* WHAT TO DO *
Each line from the beginning of the entries below through the line that includes "repository has a" must be returned exactly as given.

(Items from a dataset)
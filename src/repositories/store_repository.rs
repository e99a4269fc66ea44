// src/repositories/store_repository.rs
//
// Generic repository over a DocumentStore
//
// RULES:
// - Maps entities to documents and back, nothing else
// - Validation belongs to the collection schema, enforced by the store
// - Every store failure is wrapped into AppError::Storage and logged

use std::marker::PhantomData;
use std::sync::Arc;

use async_trait::async_trait;
use futures::future::join_all;
use serde_json::{Map, Value};

use super::repository::{Direction, Page, PageCursor, Repository, SearchOptions, DEFAULT_PAGE_SIZE};
use crate::db::{
    CollectionSchema, Document, DocumentStore, Filter, FindQuery, ObjectId, SortOrder, UpdateSpec,
};
use crate::domain::entity::{
    format_timestamp, DirtyTrackable, Entity, Serializable, CREATED_AT_KEY, ID_KEY, NATIVE_ID_KEY,
    UPDATED_AT_KEY, VERSION_KEY,
};
use crate::error::{AppError, AppResult, StoreError};

/// How the public `id` relates to the store's native `_id`
#[derive(Debug, Clone, Copy, PartialEq, Eq, Default)]
pub enum IdMode {
    /// Public `id` is stored as `_id` and translated both ways
    #[default]
    Custom,
    /// Documents carry `id` themselves; the schema must declare it
    Native,
}

pub struct StoreRepository<E> {
    store: Arc<dyn DocumentStore>,
    schema: CollectionSchema,
    id_mode: IdMode,
    _entity: PhantomData<fn() -> E>,
}

impl<E: Entity> StoreRepository<E> {
    pub fn new(store: Arc<dyn DocumentStore>, schema: CollectionSchema) -> AppResult<Self> {
        Self::with_id_mode(store, schema, IdMode::Custom)
    }

    pub fn with_id_mode(
        store: Arc<dyn DocumentStore>,
        schema: CollectionSchema,
        id_mode: IdMode,
    ) -> AppResult<Self> {
        if schema.name().trim().is_empty() {
            return Err(AppError::storage(
                format!("{} repository has a null or empty collection name", E::ENTITY_NAME),
                StoreError::InvalidCollection(schema.name().to_string()),
            ));
        }

        Ok(Self {
            store,
            schema,
            id_mode,
            _entity: PhantomData,
        })
    }

    pub fn schema(&self) -> &CollectionSchema {
        &self.schema
    }

    pub fn id_mode(&self) -> IdMode {
        self.id_mode
    }

    fn fail(&self, operation: &str, err: StoreError) -> AppError {
        log::error!("[{}] {} in `{}`: {}", operation, E::ENTITY_NAME, self.schema.name(), err);
        AppError::storage(format!("[{}] {}", operation, err), err)
    }

    /// Entity to document. A public id that is a valid ObjectId becomes `_id`;
    /// anything else is dropped so the store generates one.
    fn map_to_persistence(&self, entity: &E) -> Document {
        let mut document = entity.to_json();
        if self.id_mode == IdMode::Native {
            return document;
        }

        if let Some(Value::String(id)) = document.remove(ID_KEY) {
            if let Some(id) = ObjectId::parse(&id) {
                document.insert(NATIVE_ID_KEY.to_string(), Value::String(id.to_string()));
            }
        }
        document
    }

    fn map_to_entity(&self, mut document: Document) -> E {
        if self.id_mode == IdMode::Custom {
            let id = match document.remove(NATIVE_ID_KEY) {
                Some(Value::String(id)) => id,
                Some(Value::Null) | None => String::new(),
                Some(other) => other.to_string(),
            };
            document.insert(ID_KEY.to_string(), Value::String(id));
        }
        E::from_record(document)
    }

    /// Public `id` becomes `_id`; a valid ObjectId string is matched in its
    /// stored lowercase form.
    fn transform_where(&self, mut filter: Map<String, Value>) -> Filter {
        if self.id_mode == IdMode::Custom {
            if let Some(id) = filter.remove(ID_KEY) {
                filter.insert(NATIVE_ID_KEY.to_string(), Self::normalize_key(id));
            }
        }
        filter
    }

    fn normalize_key(id: Value) -> Value {
        match id {
            Value::String(raw) => match ObjectId::parse(&raw) {
                Some(id) => Value::String(id.to_string()),
                None => Value::String(raw),
            },
            other => other,
        }
    }

    fn transform_order(order: Vec<(String, Direction)>) -> Vec<(String, SortOrder)> {
        order
            .into_iter()
            .map(|(field, direction)| {
                let order = match direction {
                    Direction::Asc => SortOrder::Ascending,
                    Direction::Desc => SortOrder::Descending,
                };
                (field, order)
            })
            .collect()
    }

    fn id_filter(&self, entity: &E) -> AppResult<Filter> {
        if entity.id().is_empty() {
            return Err(self.fail(
                "update",
                StoreError::MissingKey {
                    collection: self.schema.name().to_string(),
                    entity: E::ENTITY_NAME.to_string(),
                },
            ));
        }

        let id = Value::String(entity.id().to_string());
        let mut filter = Filter::new();
        match self.id_mode {
            IdMode::Custom => filter.insert(NATIVE_ID_KEY.to_string(), Self::normalize_key(id)),
            IdMode::Native => filter.insert(ID_KEY.to_string(), id),
        };
        Ok(filter)
    }

    /// Serialized keys that differ from the committed snapshot, plus `updatedAt`
    fn changed_representation(entity: &E) -> Document {
        let changed_fields = entity.changed_fields();
        let snapshot = entity.state().snapshot();

        let mut changes: Document = entity
            .to_json()
            .into_iter()
            .filter(|(key, value)| {
                match E::descriptors().iter().find(|d| d.name == key.as_str()) {
                    Some(descriptor) => changed_fields.contains(&descriptor.name),
                    None if [ID_KEY, CREATED_AT_KEY, UPDATED_AT_KEY].contains(&key.as_str()) => false,
                    None => snapshot.get(key) != Some(value),
                }
            })
            .collect();

        if let Some(updated_at) = entity.updated_at() {
            changes.insert(UPDATED_AT_KEY.to_string(), Value::String(format_timestamp(&updated_at)));
        }
        changes
    }
}

#[async_trait]
impl<E: Entity> Repository<E> for StoreRepository<E> {
    async fn find_one(&self, options: SearchOptions) -> AppResult<Option<E>> {
        let filter = self.transform_where(options.filter);
        let query = FindQuery::first().sorted(Self::transform_order(options.order));

        let records = self
            .store
            .find(&self.schema, &filter, &query)
            .await
            .map_err(|e| self.fail("find_one", e))?;

        Ok(records.into_iter().next().map(|doc| self.map_to_entity(doc)))
    }

    async fn find(&self, options: SearchOptions) -> AppResult<Page<E>> {
        let filter = self.transform_where(options.filter);
        let page_size = options.limit.filter(|&n| n > 0).unwrap_or(DEFAULT_PAGE_SIZE);
        let skip = match options.cursor {
            Some(cursor) => cursor.offset(),
            None => options.skip.unwrap_or(0),
        };

        let total = self
            .store
            .count(&self.schema, &filter)
            .await
            .map_err(|e| self.fail("find", e))?;

        let query = FindQuery::default()
            .sorted(Self::transform_order(options.order))
            .page(skip, page_size);
        let records = self
            .store
            .find(&self.schema, &filter, &query)
            .await
            .map_err(|e| self.fail("find", e))?;

        let next = skip + records.len();
        let cursor = (!records.is_empty() && (next as u64) < total).then(|| PageCursor::at(next));

        Ok(Page {
            page: skip / page_size + 1,
            page_size,
            total,
            results: records.into_iter().map(|doc| self.map_to_entity(doc)).collect(),
            cursor,
        })
    }

    async fn find_by_key(&self, key: &str) -> AppResult<Option<E>> {
        let Some(id) = ObjectId::parse(key) else {
            log::debug!("{} key {:?} is not a valid ObjectId", E::ENTITY_NAME, key);
            return Ok(None);
        };

        let record = self
            .store
            .find_by_id(&self.schema, &id)
            .await
            .map_err(|e| self.fail("find_by_key", e))?;

        Ok(record.map(|doc| self.map_to_entity(doc)))
    }

    async fn create(&self, entity: &mut E) -> AppResult<E> {
        let document = self.map_to_persistence(entity);

        let stored = self
            .store
            .insert(&self.schema, document)
            .await
            .map_err(|e| self.fail("create", e))?;

        let created = self.map_to_entity(stored);

        entity.mark_as_created();
        entity.state_mut().assign_id(created.id().to_string());
        entity.commit().await;

        log::debug!("Created {} {}", E::ENTITY_NAME, created.id());
        Ok(created)
    }

    async fn update(&self, entity: &mut E) -> AppResult<E> {
        if !entity.is_dirty() {
            return Ok(entity.clone());
        }

        let filter = self.id_filter(entity)?;
        let update = UpdateSpec::new()
            .set_all(Self::changed_representation(entity))
            .inc(VERSION_KEY, 1);

        let outcome = self
            .store
            .update_one(&self.schema, &filter, &update)
            .await
            .map_err(|e| self.fail("update", e))?;

        if outcome.modified == 0 {
            return Err(self.fail(
                "update",
                StoreError::NoMatch {
                    collection: self.schema.name().to_string(),
                    key: entity.id().to_string(),
                },
            ));
        }

        entity.commit().await;
        log::debug!("Updated {} {}", E::ENTITY_NAME, entity.id());

        let reread = self
            .store
            .find(&self.schema, &filter, &FindQuery::first())
            .await
            .map_err(|e| self.fail("update", e))?;

        Ok(match reread.into_iter().next() {
            Some(doc) => self.map_to_entity(doc),
            None => entity.clone(),
        })
    }

    async fn delete(&self, filter: Map<String, Value>, force: bool) -> AppResult<u64> {
        let filter = self.transform_where(filter);
        if filter.is_empty() && !force {
            log::warn!("Refusing unfiltered delete on `{}`", self.schema.name());
            return Err(AppError::UnsafeDelete);
        }

        let records = self
            .store
            .find(&self.schema, &filter, &FindQuery::default())
            .await
            .map_err(|e| self.fail("delete", e))?;

        let bookkeeping: Vec<_> = records
            .into_iter()
            .map(|doc| {
                let mut entity = self.map_to_entity(doc);
                tokio::spawn(async move {
                    entity.mark_as_deleted();
                    entity.commit().await;
                    log::debug!("Deleted {} {}", E::ENTITY_NAME, entity.id());
                })
            })
            .collect();

        let deleted = self.store.delete_many(&self.schema, &filter).await;

        for result in join_all(bookkeeping).await {
            if let Err(e) = result {
                log::warn!("Delete bookkeeping for {} failed: {}", E::ENTITY_NAME, e);
            }
        }

        deleted.map_err(|e| self.fail("delete", e))
    }
}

* SOLVED EXERCISE *
filename src/repositories/store_repository.rs
repository e99a4269fc66ea44
// src/repositories/store_repository.rs
//
// Generic repository over a DocumentStore
//
// RULES:
// - Maps entities to documents and back, nothing else
// - Validation belongs to the collection schema, enforced by the store
// - Every store failure is wrapped into AppError::Storage and logged

use std::marker::PhantomData;
use std::sync::Arc;

use async_trait::async_trait;
use futures::future::join_all;
use serde_json::{Map, Value};

use super::repository::{Direction, Page, PageCursor, Repository, SearchOptions, DEFAULT_PAGE_SIZE};
use crate::db::{
    CollectionSchema, Document, DocumentStore, Filter, FindQuery, ObjectId, SortOrder, UpdateSpec,
};
use crate::domain::entity::{
    format_timestamp, DirtyTrackable, Entity, Serializable, CREATED_AT_KEY, ID_KEY, NATIVE_ID_KEY,
    UPDATED_AT_KEY, VERSION_KEY,
};
use crate::error::{AppError, AppResult, StoreError};

/// How the public `id` relates to the store's native `_id`
#[derive(Debug, Clone, Copy, PartialEq, Eq, Default)]
pub enum IdMode {
    /// Public `id` is stored as `_id` and translated both ways
    #[default]
    Custom,
    /// Documents carry `id` themselves; the schema must declare it
    Native,
}

pub struct StoreRepository<E> {
    store: Arc<dyn DocumentStore>,
    schema: CollectionSchema,
    id_mode: IdMode,
    _entity: PhantomData<fn() -> E>,
}

impl<E: Entity> StoreRepository<E> {
    pub fn new(store: Arc<dyn DocumentStore>, schema: CollectionSchema) -> AppResult<Self> {
        Self::with_id_mode(store, schema, IdMode::Custom)
    }

    pub fn with_id_mode(
        store: Arc<dyn DocumentStore>,
        schema: CollectionSchema,
        id_mode: IdMode,
    ) -> AppResult<Self> {
        if schema.name().trim().is_empty() {
            return Err(AppError::storage(
                format!("{} repository has a null or empty collection name", E::ENTITY_NAME),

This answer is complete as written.